Since "Heidi" has been so often translated into English it may well be asked why there is any need for a new version. The answer lies partly in the conventional character of the previous translations. Now, if there is any quality in "Heidi" that gives it a particular charm, that quality is freshness, absolute spontaneity. To be sure, the story is so attractive that it could never be wholly spoiled; but has not the reader the right to enjoy it in English at least very nearly as much as he could in German? The two languages are so different in nature that anything like a literal rendering of one into the other is sure to result in awkwardness and indirectness. Such a book must be not translated, but re-lived and re-created.
To perform such a feat the writer must, to begin with, be familiar with the mountains, and able to appreciate with Wordsworth. The silence that is in the starry sky, The sleep that is among the lonely hills.

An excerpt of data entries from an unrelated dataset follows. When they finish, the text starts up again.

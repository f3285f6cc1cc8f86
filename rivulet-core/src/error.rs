// Copyright 2025 Umberto Gotti <umberto.gotti@umbertogotti.dev>
// Licensed under the Apache License, Version 2.0
// http://www.apache.org/licenses/LICENSE-2.0

//! Error types for rivulet stages and streams.
//!
//! A single [`RivuletError`] covers misuse of a stage (bad configuration, pushing into a
//! closed stage) as well as failures reported by downstream consumers. Pull-based streams
//! carry it inside [`StreamItem::Error`](crate::StreamItem::Error); push-based stages return
//! it from [`Stage::receive`](crate::Stage::receive) and [`Stage::close`](crate::Stage::close).
//!
//! # Examples
//!
//! ```
//! use rivulet_core::{Result, RivuletError};
//!
//! fn window_from_millis(ms: i64) -> Result<u64> {
//!     u64::try_from(ms).map_err(|_| RivuletError::invalid_argument("window must not be negative"))
//! }
//!
//! assert!(window_from_millis(-1).is_err());
//! ```

/// Root error type for all rivulet operations.
#[derive(Debug, thiserror::Error)]
pub enum RivuletError {
    /// Stream processing encountered an error
    ///
    /// General failure that does not fit the more specific variants.
    #[error("Stream processing error: {context}")]
    StreamProcessingError {
        /// Description of what went wrong during stream processing
        context: String,
    },

    /// A constructor argument was rejected.
    #[error("Invalid argument: {context}")]
    InvalidArgument {
        /// Which argument was rejected and why
        context: String,
    },

    /// An operation was attempted in a state that does not allow it,
    /// e.g. pushing into a stage after it was closed.
    #[error("Invalid state: {context}")]
    InvalidState {
        /// Description of the offending operation
        context: String,
    },

    /// Custom error from user code
    ///
    /// Wraps errors produced by user-provided emitters and callbacks so they can travel
    /// through the rivulet error system.
    #[error("User error: {0}")]
    UserError(#[source] Box<dyn std::error::Error + Send + Sync>),
}

impl RivuletError {
    /// Create a stream processing error with the given context
    pub fn stream_error(context: impl Into<String>) -> Self {
        Self::StreamProcessingError {
            context: context.into(),
        }
    }

    /// Create an invalid-argument error with the given context
    pub fn invalid_argument(context: impl Into<String>) -> Self {
        Self::InvalidArgument {
            context: context.into(),
        }
    }

    /// Create an invalid-state error with the given context
    pub fn invalid_state(context: impl Into<String>) -> Self {
        Self::InvalidState {
            context: context.into(),
        }
    }

    /// Wrap a user error
    pub fn user_error(error: impl std::error::Error + Send + Sync + 'static) -> Self {
        Self::UserError(Box::new(error))
    }

    /// Check if this error was caused by the caller rather than by the data flowing through.
    #[must_use]
    pub const fn is_misuse(&self) -> bool {
        matches!(
            self,
            Self::InvalidArgument { .. } | Self::InvalidState { .. }
        )
    }
}

/// Specialized Result type for rivulet operations
pub type Result<T> = std::result::Result<T, RivuletError>;
// Copyright 2025 Umberto Gotti <umberto.gotti@umbertogotti.dev>
// Licensed under the Apache License, Version 2.0
// http://www.apache.org/licenses/LICENSE-2.0

//! Core types shared by rivulet stages.
//!
//! - [`StreamItem`] - value-or-error items flowing through pull streams
//! - [`RivuletError`] / [`Result`] - the single error type of the workspace
//! - [`Stage`] / [`Emitter`] - the push protocol (receive, close, forward)
//! - [`feed`] - drives a push stage from a pull stream
//! - [`from_iterable`] - a source emitting the elements of an iterable

#![allow(clippy::multiple_crate_versions, clippy::doc_markdown)]
pub mod error;
pub mod logging;
pub mod sources;
pub mod stage;
pub mod stream_item;

pub use self::error::{Result, RivuletError};
pub use self::sources::from_iterable;
pub use self::stage::{feed, Emitter, Stage};
pub use self::stream_item::StreamItem;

The translator of the present version was born and reared in a region closely similar to that of the story. Her home was originally in the picturesque town of Salzburg, and her father, Franz von Pausinger, was one of the greatest landscape painters of his country and generation. Another equally important requisite is knowledge of children. It happens that this translator has a daughter just the age of the heroine, who moreover loves to dress in Tyrolese costume. To translate "Heidi" was for her therefore a labor of love, which means that the love contended with and overcame the labor.

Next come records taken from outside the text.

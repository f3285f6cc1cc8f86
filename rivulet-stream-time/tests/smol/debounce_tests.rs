// Copyright 2025 Umberto Gotti <umberto.gotti@umbertogotti.dev>
// Licensed under the Apache License, Version 2.0
// http://www.apache.org/licenses/LICENSE-2.0

use futures::channel::mpsc;
use futures::StreamExt;
use rivulet_core::{Stage, StreamItem};
use rivulet_stream_time::{DebounceConfig, DebounceExt, DebounceStage, SmolScheduler, SmolTimer};
use std::time::{Duration, Instant};

#[test]
fn test_debounce_smol_flushes_held_value() {
    smol::block_on(async {
        // Arrange
        let (tx, rx) = mpsc::unbounded::<i32>();
        let mut debounced = rx
            .map(StreamItem::Value)
            .debounce_with_timer(Duration::from_millis(50), SmolTimer);
        let start = Instant::now();

        // Act
        tx.unbounded_send(1).unwrap();
        tx.unbounded_send(2).unwrap();

        // Assert
        assert_eq!(debounced.next().await, Some(StreamItem::Value(1)));
        assert_eq!(debounced.next().await, Some(StreamItem::Value(2)));
        assert!(start.elapsed() >= Duration::from_millis(50));
    });
}

#[test]
fn test_debounce_smol_source_end_drops_held_value() {
    smol::block_on(async {
        // Arrange
        let (tx, rx) = mpsc::unbounded::<i32>();
        let mut debounced = rx
            .map(StreamItem::Value)
            .debounce_with_timer(Duration::from_millis(50), SmolTimer);

        // Act
        tx.unbounded_send(1).unwrap();
        tx.unbounded_send(2).unwrap();
        drop(tx);

        // Assert
        assert_eq!(debounced.next().await, Some(StreamItem::Value(1)));
        assert!(debounced.next().await.is_none());
    });
}

#[test]
fn test_debounce_stage_smol_scheduler() {
    smol::block_on(async {
        // Arrange
        let (stage, rx) =
            DebounceStage::channel(DebounceConfig::from_millis(50), SmolScheduler::default());

        // Act
        stage.receive(1).unwrap();
        stage.receive(2).unwrap();
        stage.receive(3).unwrap();

        // Assert
        assert_eq!(rx.recv().await.unwrap(), StreamItem::Value(1));
        assert_eq!(rx.recv().await.unwrap(), StreamItem::Value(3));

        stage.close().unwrap();
        assert!(rx.recv().await.is_err());
    });
}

The English style of the present version is, then, distinctive. It has often been noticed that those who acquire a foreign language often learn to speak it with unusual clearness and purity. For illustration we need go no further than Joseph Conrad, a Pole, probably the greatest master of narrative English writing to-day; or to our own fellow-citizen Carl Schurz. In the present case, the writer has lived seven years in America and has strengthened an excellent training with a wide reading of the best English classics.
Many people say that they read without noticing the author's style. This is seldom quite true; unconsciously every one is impressed in some way or other by the style of every book, or by its lack of style. Children are particularly sensitive in this respect and should, therefore, as much as is practicable, read only the best. In the new translation of "Heidi" here offered to the public I believe that most readers will notice an especial flavor, that very quality of delight in mountain scenes, in mountain people and in child life generally, which is one of the chief merits of the German original. The phrasing has also been carefully adapted to the purpose of reading aloud—a thing that few translators think of. In conclusion, the author, realising the difference between the two languages, has endeavored to write the story afresh, as Johanna Spyri would have written it had English been her native tongue. How successful the attempt has been the reader will judge.